*** DATA SUPPLIED ***

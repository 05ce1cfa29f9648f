//! Collector loop behaviour against in-memory render and sink fakes.

use std::collections::HashMap;
use std::sync::{Arc, Mutex};
use std::time::Duration;

use async_trait::async_trait;

use lotwatch::collector::{shutdown, Collector, CollectorSettings, ShutdownTrigger};
use lotwatch::models::{Layout, Observation};
use lotwatch::render::{ListingContainer, RenderError, RenderSource};
use lotwatch::sink::{ListingSink, SinkError};

#[derive(Debug, Default)]
struct RenderLog {
    navigations: usize,
    ready_waits: usize,
    snapshots: usize,
    refreshes: usize,
    closes: usize,
}

struct FakeRender {
    log: Arc<Mutex<RenderLog>>,
    page: Vec<ListingContainer>,
    fail_navigation: bool,
    /// 1-based ready waits that time out.
    failing_ready_waits: Vec<usize>,
}

impl FakeRender {
    fn new(page: Vec<ListingContainer>) -> (Self, Arc<Mutex<RenderLog>>) {
        let log = Arc::new(Mutex::new(RenderLog::default()));
        let render = Self {
            log: log.clone(),
            page,
            fail_navigation: false,
            failing_ready_waits: Vec::new(),
        };
        (render, log)
    }
}

#[async_trait]
impl RenderSource for FakeRender {
    async fn navigate(&mut self, url: &str) -> Result<(), RenderError> {
        self.log.lock().unwrap().navigations += 1;
        if self.fail_navigation {
            return Err(RenderError::Navigation(format!("unreachable: {}", url)));
        }
        Ok(())
    }

    async fn wait_for_ready(&mut self, timeout: Duration) -> Result<(), RenderError> {
        let mut log = self.log.lock().unwrap();
        log.ready_waits += 1;
        if self.failing_ready_waits.contains(&log.ready_waits) {
            return Err(RenderError::Timeout(timeout));
        }
        Ok(())
    }

    async fn trigger_lazy_load(&mut self) -> Result<(), RenderError> {
        Ok(())
    }

    async fn settle(&mut self, _duration: Duration) {}

    async fn snapshot(&mut self) -> Result<Vec<ListingContainer>, RenderError> {
        self.log.lock().unwrap().snapshots += 1;
        Ok(self.page.clone())
    }

    async fn refresh(&mut self) -> Result<(), RenderError> {
        self.log.lock().unwrap().refreshes += 1;
        Ok(())
    }

    async fn close(&mut self) {
        self.log.lock().unwrap().closes += 1;
    }
}

#[derive(Clone, Copy)]
enum Failure {
    Unavailable,
    Rejected,
}

struct FakeSink {
    rows: Arc<Mutex<Vec<Observation>>>,
    calls: usize,
    /// 1-based append calls that fail.
    failures: HashMap<usize, Failure>,
    /// Fire shutdown after this many successful appends.
    stop_after: Option<(usize, ShutdownTrigger)>,
}

impl FakeSink {
    fn new() -> (Self, Arc<Mutex<Vec<Observation>>>) {
        let rows = Arc::new(Mutex::new(Vec::new()));
        let sink = Self {
            rows: rows.clone(),
            calls: 0,
            failures: HashMap::new(),
            stop_after: None,
        };
        (sink, rows)
    }
}

#[async_trait]
impl ListingSink for FakeSink {
    async fn ensure_table(&mut self, _table: &str, _layout: Layout) -> Result<(), SinkError> {
        Ok(())
    }

    async fn append(&mut self, table: &str, observation: &Observation) -> Result<(), SinkError> {
        assert_eq!(table, "EA1");
        self.calls += 1;
        match self.failures.get(&self.calls) {
            Some(Failure::Unavailable) => {
                return Err(SinkError::Unavailable("connection refused".to_string()))
            }
            Some(Failure::Rejected) => return Err(SinkError::Rejected("bad row".to_string())),
            None => {}
        }

        let mut rows = self.rows.lock().unwrap();
        rows.push(observation.clone());
        if let Some((n, trigger)) = &self.stop_after {
            if rows.len() >= *n {
                trigger.trigger();
            }
        }
        Ok(())
    }
}

fn card(index: usize) -> ListingContainer {
    ListingContainer::from_html(
        index,
        format!(
            r#"<div class="list-card-container">
                <h3>2019 Honda Accord #{index}</h3>
                <div id="CARD_PRICE_{index}"><span>AED</span><span>45,000</span></div>
                <div><div>Lot #{index}00</div><div>1,200 km</div></div>
            </div>"#
        ),
    )
}

/// Five containers, the third of which has no lot block.
fn page() -> Vec<ListingContainer> {
    let mut page: Vec<_> = (1..=5).map(card).collect();
    page[2] = ListingContainer::from_html(3, "<div><h3>Broken card</h3></div>");
    page
}

fn settings(interval: Duration) -> CollectorSettings {
    CollectorSettings {
        url: "https://example.com/motors".to_string(),
        table: "EA1".to_string(),
        layout: Layout::Attribute,
        ready_timeout: Duration::from_secs(1),
        settle: Duration::ZERO,
        interval,
        backoff_cap: None,
        max_ticks: None,
    }
}

fn lots(rows: &[Observation]) -> Vec<String> {
    rows.iter().map(|o| o.record.lot.clone()).collect()
}

#[tokio::test]
async fn test_interrupt_mid_sleep_closes_render_once() {
    let (render, log) = FakeRender::new(page());
    let (sink, rows) = FakeSink::new();
    let (trigger, shutdown) = shutdown::channel();

    let collector = Collector::new(render, sink, settings(Duration::from_secs(3600)), shutdown);
    let run = tokio::spawn(collector.run());

    // The first tick persists four records, then the loop sleeps for an hour
    let watched = rows.clone();
    tokio::time::timeout(Duration::from_secs(5), async move {
        while watched.lock().unwrap().len() < 4 {
            tokio::time::sleep(Duration::from_millis(5)).await;
        }
    })
    .await
    .expect("first tick never completed");
    tokio::time::sleep(Duration::from_millis(20)).await;
    trigger.trigger();

    let stats = tokio::time::timeout(Duration::from_secs(5), run)
        .await
        .expect("loop did not stop on interrupt")
        .unwrap()
        .unwrap();

    assert_eq!(stats.ticks, 1);
    assert_eq!(stats.persisted, 4);
    assert_eq!(stats.extract_failures, 1);

    let log = log.lock().unwrap();
    assert_eq!(log.closes, 1);
    assert_eq!(log.refreshes, 0);
    assert_eq!(rows.lock().unwrap().len(), 4);
    assert_eq!(lots(&rows.lock().unwrap()), vec!["100", "200", "400", "500"]);
}

#[tokio::test]
async fn test_interrupt_between_records_stops_persisting() {
    let (render, log) = FakeRender::new(page());
    let (mut sink, rows) = FakeSink::new();
    let (trigger, shutdown) = shutdown::channel();
    sink.stop_after = Some((2, trigger));

    let stats = Collector::new(render, sink, settings(Duration::from_secs(3600)), shutdown)
        .run()
        .await
        .unwrap();

    assert_eq!(stats.persisted, 2);
    assert_eq!(lots(&rows.lock().unwrap()), vec!["100", "200"]);
    assert_eq!(log.lock().unwrap().closes, 1);
}

#[tokio::test]
async fn test_sink_unavailable_skips_rest_of_tick() {
    let (render, log) = FakeRender::new(page());
    let (mut sink, rows) = FakeSink::new();
    sink.failures.insert(2, Failure::Unavailable);
    let (_trigger, shutdown) = shutdown::channel();

    let mut settings = settings(Duration::from_millis(10));
    settings.max_ticks = Some(2);
    let stats = Collector::new(render, sink, settings, shutdown)
        .run()
        .await
        .unwrap();

    // Tick 1 stops after the outage; tick 2 persists everything
    assert_eq!(stats.ticks, 2);
    assert_eq!(stats.sink_outages, 1);
    assert_eq!(stats.persisted, 5);
    assert_eq!(
        lots(&rows.lock().unwrap()),
        vec!["100", "100", "200", "400", "500"]
    );

    let log = log.lock().unwrap();
    assert_eq!(log.refreshes, 1);
    assert_eq!(log.closes, 1);
}

#[tokio::test]
async fn test_rejected_row_only_skips_that_row() {
    let (render, _log) = FakeRender::new(page());
    let (mut sink, rows) = FakeSink::new();
    sink.failures.insert(2, Failure::Rejected);
    let (_trigger, shutdown) = shutdown::channel();

    let mut settings = settings(Duration::from_millis(10));
    settings.max_ticks = Some(1);
    let stats = Collector::new(render, sink, settings, shutdown)
        .run()
        .await
        .unwrap();

    assert_eq!(stats.rejected, 1);
    assert_eq!(stats.persisted, 3);
    assert_eq!(lots(&rows.lock().unwrap()), vec!["100", "400", "500"]);
}

#[tokio::test]
async fn test_render_timeout_fails_only_that_tick() {
    let (mut render, log) = FakeRender::new(page());
    render.failing_ready_waits = vec![1];
    let (sink, rows) = FakeSink::new();
    let (_trigger, shutdown) = shutdown::channel();

    let mut settings = settings(Duration::from_millis(10));
    settings.max_ticks = Some(2);
    let stats = Collector::new(render, sink, settings, shutdown)
        .run()
        .await
        .unwrap();

    assert_eq!(stats.ticks, 2);
    assert_eq!(stats.render_failures, 1);
    assert_eq!(stats.persisted, 4);
    assert_eq!(rows.lock().unwrap().len(), 4);

    let log = log.lock().unwrap();
    assert_eq!(log.snapshots, 1);
    assert_eq!(log.refreshes, 1);
    assert_eq!(log.closes, 1);
}

#[tokio::test]
async fn test_navigation_failure_closes_and_errors() {
    let (mut render, log) = FakeRender::new(page());
    render.fail_navigation = true;
    let (sink, rows) = FakeSink::new();
    let (_trigger, shutdown) = shutdown::channel();

    let result = Collector::new(render, sink, settings(Duration::from_secs(1)), shutdown)
        .run()
        .await;

    assert!(matches!(result, Err(RenderError::Navigation(_))));
    assert!(rows.lock().unwrap().is_empty());

    let log = log.lock().unwrap();
    assert_eq!(log.closes, 1);
    assert_eq!(log.ready_waits, 0);
}

#[tokio::test]
async fn test_observation_times_never_decrease() {
    let (render, _log) = FakeRender::new(page());
    let (sink, rows) = FakeSink::new();
    let (_trigger, shutdown) = shutdown::channel();

    let mut settings = settings(Duration::from_millis(10));
    settings.max_ticks = Some(3);
    Collector::new(render, sink, settings, shutdown)
        .run()
        .await
        .unwrap();

    let rows = rows.lock().unwrap();
    assert_eq!(rows.len(), 12);
    assert!(rows
        .windows(2)
        .all(|pair| pair[0].observed_at <= pair[1].observed_at));
}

*** End of DATA SUPPLIED ***

The required output is every line above from the one with "2 persists everything" down to the one with "assert_eq!(stats.render_failures, 1);", restated word for word, ends included.

__SOLVED PROBLEM__.
    // Tick 1 stops after the outage; tick 2 persists everything
    assert_eq!(stats.ticks, 2);
    assert_eq!(stats.sink_outages, 1);
    assert_eq!(stats.persisted, 5);
    assert_eq!(
        lots(&rows.lock().unwrap()),
        vec!["100", "100", "200", "400", "500"]
    );

    let log = log.lock().unwrap();
    assert_eq!(log.refreshes, 1);
    assert_eq!(log.closes, 1);
}

#[tokio::test]
async fn test_rejected_row_only_skips_that_row() {
    let (render, _log) = FakeRender::new(page());
    let (mut sink, rows) = FakeSink::new();
    sink.failures.insert(2, Failure::Rejected);
    let (_trigger, shutdown) = shutdown::channel();

    let mut settings = settings(Duration::from_millis(10));
    settings.max_ticks = Some(1);
    let stats = Collector::new(render, sink, settings, shutdown)
        .run()
        .await
        .unwrap();

    assert_eq!(stats.rejected, 1);
    assert_eq!(stats.persisted, 3);
    assert_eq!(lots(&rows.lock().unwrap()), vec!["100", "400", "500"]);
}

#[tokio::test]
async fn test_render_timeout_fails_only_that_tick() {
    let (mut render, log) = FakeRender::new(page());
    render.failing_ready_waits = vec![1];
    let (sink, rows) = FakeSink::new();
    let (_trigger, shutdown) = shutdown::channel();

    let mut settings = settings(Duration::from_millis(10));
    settings.max_ticks = Some(2);
    let stats = Collector::new(render, sink, settings, shutdown)
        .run()
        .await
        .unwrap();

    assert_eq!(stats.ticks, 2);
    assert_eq!(stats.render_failures, 1);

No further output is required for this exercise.